Pourquoi on se sent chez soi
Maria avait ouvert ma valise avant que j'arrive à la porte. Klara avait posé de l'huile d'olive sur le plan de travail avant même qu'on entre. Le lendemain matin j'ai poussé la porte du balcon et Telendos était là ; le patron de la taverne en bas m'a salué par mon prénom. Trois nuits plus tard je n'arrivais toujours pas à mettre le doigt sur ce qui me rendait si tranquille — puis j'ai compris : personne ne te vend rien. Pas de petit-déjeuner en option, pas d'extras, pas de pression. Juste les clés, des sourires chaleureux et un simple : frappez si vous avez besoin. On ne sait plus si on est invité ou de la famille. Quand je suis revenu l'année suivante, l'accueil était si naturel que c'était comme si je n'étais jamais parti.

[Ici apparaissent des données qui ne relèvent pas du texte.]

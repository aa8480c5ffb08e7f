//! Periodic maintenance: skill resync, stale-session cleanup and orphaned
//! workspace-file cleanup. Runs in-process or as a scheduled cluster job.

use chrono::{Duration as ChronoDuration, SecondsFormat, Utc};
use log::{info, warn};
use serde::{Deserialize, Serialize};
use std::collections::{BTreeMap, BTreeSet};
use std::sync::Arc;

use crate::error::{CoreError, CoreResult};
use crate::provisioner::{Provisioner, interval_to_cron};
use crate::session::{SessionEvent, SessionRepository};
use crate::settings::SettingsService;
use crate::skill::SkillSync;
use crate::storage::StorageProvider;
use crate::workspace::WorkspaceRepository;

/// Name of the maintenance cron job and prefix of one-off runs.
pub const MAINTENANCE_JOB: &str = "maintenance";

#[derive(Debug, Clone, Serialize, Deserialize)]
pub struct MaintenanceConfig {
    /// Image containing the `sandboxd` binary.
    pub image: String,
    /// Environment passed to maintenance jobs.
    #[serde(default)]
    pub env: BTreeMap<String, String>,
}

impl Default for MaintenanceConfig {
    fn default() -> Self {
        Self {
            image: "sandboxd:latest".to_string(),
            env: BTreeMap::new(),
        }
    }
}

#[derive(Debug, Clone, Default, PartialEq, Eq, Serialize)]
pub struct MaintenanceReport {
    pub skill_syncs: usize,
    pub skill_sync_failures: usize,
    pub stale_sessions: usize,
    pub orphaned_files: u64,
}

pub struct MaintenanceService {
    sessions: SessionRepository,
    skills: Arc<SkillSync>,
    files: WorkspaceRepository,
    storage: Arc<StorageProvider>,
    settings: SettingsService,
    provisioner: Arc<Provisioner>,
    config: MaintenanceConfig,
}

impl MaintenanceService {
    pub fn new(
        sessions: SessionRepository,
        skills: Arc<SkillSync>,
        files: WorkspaceRepository,
        storage: Arc<StorageProvider>,
        settings: SettingsService,
        provisioner: Arc<Provisioner>,
        config: MaintenanceConfig,
    ) -> Self {
        Self {
            sessions,
            skills,
            files,
            storage,
            settings,
            provisioner,
            config,
        }
    }

    /// Run every maintenance task. Each task is independent; failures are logged.
    pub async fn run_all(&self) -> MaintenanceReport {
        let mut report = MaintenanceReport::default();
        self.resync_skills(&mut report).await;
        report.stale_sessions = self.cleanup_stale_sessions().await;
        report.orphaned_files = self.cleanup_orphaned_files().await;
        info!(
            "Maintenance done: {} skill syncs ({} failed), {} stale sessions, {} orphaned files",
            report.skill_syncs,
            report.skill_sync_failures,
            report.stale_sessions,
            report.orphaned_files
        );
        report
    }

    async fn resync_skills(&self, report: &mut MaintenanceReport) {
        let sessions = match self.sessions.list_active().await {
            Ok(sessions) => sessions,
            Err(e) => {
                warn!("Failed to list active sessions: {:#}", e);
                return;
            }
        };
        let sandboxes: BTreeSet<(i64, i64)> =
            sessions.iter().map(|s| (s.user_id, s.agent_id)).collect();
        for (user_id, agent_id) in sandboxes {
            match self.skills.sync_all(user_id, agent_id).await {
                Ok(_) => report.skill_syncs += 1,
                Err(e) => {
                    warn!("Skill sync for user {} agent {} failed: {}", user_id, agent_id, e);
                    report.skill_sync_failures += 1;
                }
            }
        }
    }

    /// Soft-delete current sessions not updated within the stale window.
    pub async fn cleanup_stale_sessions(&self) -> usize {
        let hours = self.settings.session_stale_hours().await;
        let cutoff = (Utc::now() - ChronoDuration::hours(hours))
            .to_rfc3339_opts(SecondsFormat::Micros, true);
        let stale = match self.sessions.list_current_updated_before(&cutoff).await {
            Ok(stale) => stale,
            Err(e) => {
                warn!("Failed to list stale sessions: {:#}", e);
                return 0;
            }
        };

        let mut cleaned = 0;
        for session in stale {
            match self
                .sessions
                .apply(&session.id, session.status, SessionEvent::Delete, None)
                .await
            {
                Ok(Some(_)) => cleaned += 1,
                Ok(None) => {}
                Err(e) => warn!("Failed to clean up session {}: {:#}", session.id, e),
            }
        }
        if cleaned > 0 {
            info!("Cleaned up {} stale sessions older than {}h", cleaned, hours);
        }
        cleaned
    }

    /// Remove catalogued files of deleted agents from the store, then the catalog.
    pub async fn cleanup_orphaned_files(&self) -> u64 {
        let orphans = match self.files.orphaned_files().await {
            Ok(orphans) => orphans,
            Err(e) => {
                warn!("Failed to list orphaned files: {:#}", e);
                return 0;
            }
        };
        if orphans.is_empty() {
            return 0;
        }
        let store = match self.storage.client().await {
            Ok(store) => store,
            Err(e) => {
                warn!("Orphan cleanup skipped, object store unavailable: {}", e);
                return 0;
            }
        };

        let mut ids = Vec::with_capacity(orphans.len());
        for file in orphans {
            match store.delete(&file.object_key).await {
                Ok(()) => ids.push(file.id),
                Err(e) if e.is_not_found() => ids.push(file.id),
                Err(e) => warn!("Failed to delete orphaned object {}: {}", file.object_key, e),
            }
        }
        match self.files.purge_orphans(&ids).await {
            Ok(removed) => {
                info!("Removed {} orphaned workspace files", removed);
                removed
            }
            Err(e) => {
                warn!("Failed to purge orphaned catalog rows: {:#}", e);
                0
            }
        }
    }

    /// Upsert the maintenance cron job from the configured interval. Returns the schedule.
    pub async fn ensure_maintenance_schedule(&self) -> CoreResult<String> {
        let interval = self.settings.skill_sync_interval().await;
        let schedule = interval_to_cron(&interval);
        self.provisioner
            .ensure_cron_job(MAINTENANCE_JOB, &schedule, &self.config.image, &self.config.env)
            .await
            .map_err(|e| CoreError::internal_from("failed to schedule maintenance", e))?;
        info!("Maintenance scheduled every {} ({})", interval, schedule);
        Ok(schedule)
    }

    /// Start a maintenance run now. Returns the job name.
    pub async fn trigger_maintenance(&self) -> CoreResult<String> {
        self.provisioner
            .create_one_off_job(MAINTENANCE_JOB, &self.config.image, &self.config.env)
            .await
            .map_err(|e| CoreError::internal_from("failed to trigger maintenance", e))
    }
}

Comment un paradis de l'escalade est resté discret
Quelque chose que j'ignorais à ma première visite : ces parois calcaires étaient invisibles aux visiteurs jusqu'en 1996. Un grimpeur italien a ouvert quarante voies cette année-là. Trente ans plus tard il y en a trois mille cinq cents, et la plupart des spits sont encore posés par des grimpeurs sur leur temps libre. Le plus étrange : j'avais accepté d'être dans la capitale mondiale de l'escalade sportive, mais au port de Pothia les pêcheurs réparaient encore leurs filets, des chèvres traversaient la route d'Arginonta, le magasin de Massouri fermait pour la pause déjeuner. Une sorte de tourisme invisible. Mon premier soir, sur la terrasse d'Ibiscus, j'ai pensé : cet endroit est resté spécial parce qu'il ne joue pas un rôle.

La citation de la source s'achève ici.